EXERCISE
All lines containing the string "bytes" must be copied from the entries.

====================

//! The `original` stage: loads the raw API description into `record.source`.

use serde_json::Value;
use std::path::Path;
use std::time::Duration;
use tracing::{debug, warn};
use url::Url;

use genapi_core::config::{Inputs, JsonSource};
use genapi_core::{ConfigRead, Error, Result};

const FETCH_TIMEOUT_SECS: u64 = 30;

/// Fetches or reads the description named by `record.inputs`.
pub async fn load_source(mut record: ConfigRead) -> Result<ConfigRead> {
    let source = match &record.inputs {
        Inputs::Uri(uri) => match remote_url(uri) {
            Some(url) => fetch(&url).await?,
            None => read_file(&local_path(uri)).await?,
        },
        Inputs::Json(JsonSource::Path(path)) => read_file(Path::new(path)).await?,
        Inputs::Json(JsonSource::Inline(object)) => Value::Object(object.clone()),
    };
    record.source = Some(source);
    Ok(record)
}

/// `http(s)` URLs are fetched; anything else is a file.
fn remote_url(uri: &str) -> Option<Url> {
    Url::parse(uri)
        .ok()
        .filter(|url| matches!(url.scheme(), "http" | "https"))
}

fn local_path(uri: &str) -> std::path::PathBuf {
    Url::parse(uri)
        .ok()
        .filter(|url| url.scheme() == "file")
        .and_then(|url| url.to_file_path().ok())
        .unwrap_or_else(|| uri.into())
}

fn build_client() -> Result<reqwest::Client> {
    reqwest::Client::builder()
        .timeout(Duration::from_secs(FETCH_TIMEOUT_SECS))
        .build()
        .map_err(|err| {
            warn!(error = %err, "Failed to build HTTP client.");
            Error::Fetch {
                uri: String::new(),
                reason: format!("failed to build HTTP client: {err}"),
            }
        })
}

async fn fetch(url: &Url) -> Result<Value> {
    let fetch_error = |reason: String| Error::Fetch {
        uri: url.to_string(),
        reason,
    };
    let client = build_client()?;
    debug!(%url, "Fetching API description.");
    let response = client
        .get(url.clone())
        .send()
        .await
        .map_err(|err| fetch_error(err.to_string()))?;

    let status = response.status();
    if !status.is_success() {
        warn!(%url, %status, "API description request failed.");
        return Err(fetch_error(format!("server responded with {status}")));
    }
    let body = response
        .text()
        .await
        .map_err(|err| fetch_error(err.to_string()))?;
    debug!(%url, bytes = body.len(), "Fetched API description.");
    parse_document(&body, url.path())
}

async fn read_file(path: &Path) -> Result<Value> {
    let contents = tokio::fs::read_to_string(path)
        .await
        .map_err(|err| Error::io(path, err))?;
    debug!(path = %path.display(), bytes = contents.len(), "Read API description.");
    parse_document(&contents, &path.to_string_lossy())
}

/// JSON unless the name says YAML; JSON is a YAML subset so a YAML
/// document without an extension hint still parses on the fallback.
fn parse_document(contents: &str, name: &str) -> Result<Value> {
    let is_yaml = name.ends_with(".yaml") || name.ends_with(".yml");
    if !is_yaml && let Ok(value) = serde_json::from_str(contents) {
        return Ok(value);
    }
    serde_yaml::from_str(contents)
        .map_err(|err| Error::Parse(format!("{name} is neither JSON nor YAML: {err}")))
}

#[cfg(test)]
#[allow(clippy::unwrap_used)]
mod tests {
    use super::*;
    use genapi_core::Config;
    use serde_json::json;
    use wiremock::matchers::{method, path};
    use wiremock::{Mock, MockServer, ResponseTemplate};

    fn record(inputs: Inputs) -> ConfigRead {
        ConfigRead::new(inputs, Config::default(), Vec::new())
    }

    #[tokio::test]
    async fn test_inline_payload() {
        let Value::Object(object) = json!({ "swagger": "2.0" }) else {
            unreachable!();
        };
        let loaded = load_source(record(Inputs::Json(JsonSource::Inline(object))))
            .await
            .unwrap();
        assert_eq!(loaded.source, Some(json!({ "swagger": "2.0" })));
    }

    #[tokio::test]
    async fn test_files_by_path_and_uri() {
        let dir = tempfile::tempdir().unwrap();
        let json_path = dir.path().join("spec.json");
        std::fs::write(&json_path, r#"{ "openapi": "3.0.0" }"#).unwrap();
        let yaml_path = dir.path().join("spec.yaml");
        std::fs::write(&yaml_path, "swagger: '2.0'\npaths: {}\n").unwrap();

        let loaded = load_source(record(Inputs::Json(JsonSource::Path(
            json_path.to_string_lossy().into_owned(),
        ))))
        .await
        .unwrap();
        assert_eq!(loaded.source, Some(json!({ "openapi": "3.0.0" })));

        let loaded = load_source(record(Inputs::Uri(
            yaml_path.to_string_lossy().into_owned(),
        )))
        .await
        .unwrap();
        assert_eq!(loaded.source, Some(json!({ "swagger": "2.0", "paths": {} })));
    }

    #[tokio::test]
    async fn test_missing_file_is_io_error() {
        let err = load_source(record(Inputs::Uri("./no/such/spec.json".into())))
            .await
            .unwrap_err();
        assert!(matches!(err, Error::Io { .. }));
    }

    #[tokio::test]
    async fn test_remote_fetch() {
        let server = MockServer::start().await;
        Mock::given(method("GET"))
            .and(path("/spec.json"))
            .respond_with(ResponseTemplate::new(200).set_body_string(r#"{ "swagger": "2.0" }"#))
            .mount(&server)
            .await;
        Mock::given(method("GET"))
            .and(path("/missing.json"))
            .respond_with(ResponseTemplate::new(404))
            .mount(&server)
            .await;

        let loaded = load_source(record(Inputs::Uri(format!("{}/spec.json", server.uri()))))
            .await
            .unwrap();
        assert_eq!(loaded.source, Some(json!({ "swagger": "2.0" })));

        let err = load_source(record(Inputs::Uri(format!("{}/missing.json", server.uri()))))
            .await
            .unwrap_err();
        assert!(matches!(err, Error::Fetch { ref reason, .. } if reason.contains("404")));
    }

    #[test]
    fn test_unparsable_document() {
        let err = parse_document("{ not: [valid", "spec.json").unwrap_err();
        assert!(matches!(err, Error::Parse(_)));
    }
}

====================

SOLVED EXERCISE
    debug!(%url, bytes = body.len(), "Fetched API description.");
    debug!(path = %path.display(), bytes = contents.len(), "Read API description.");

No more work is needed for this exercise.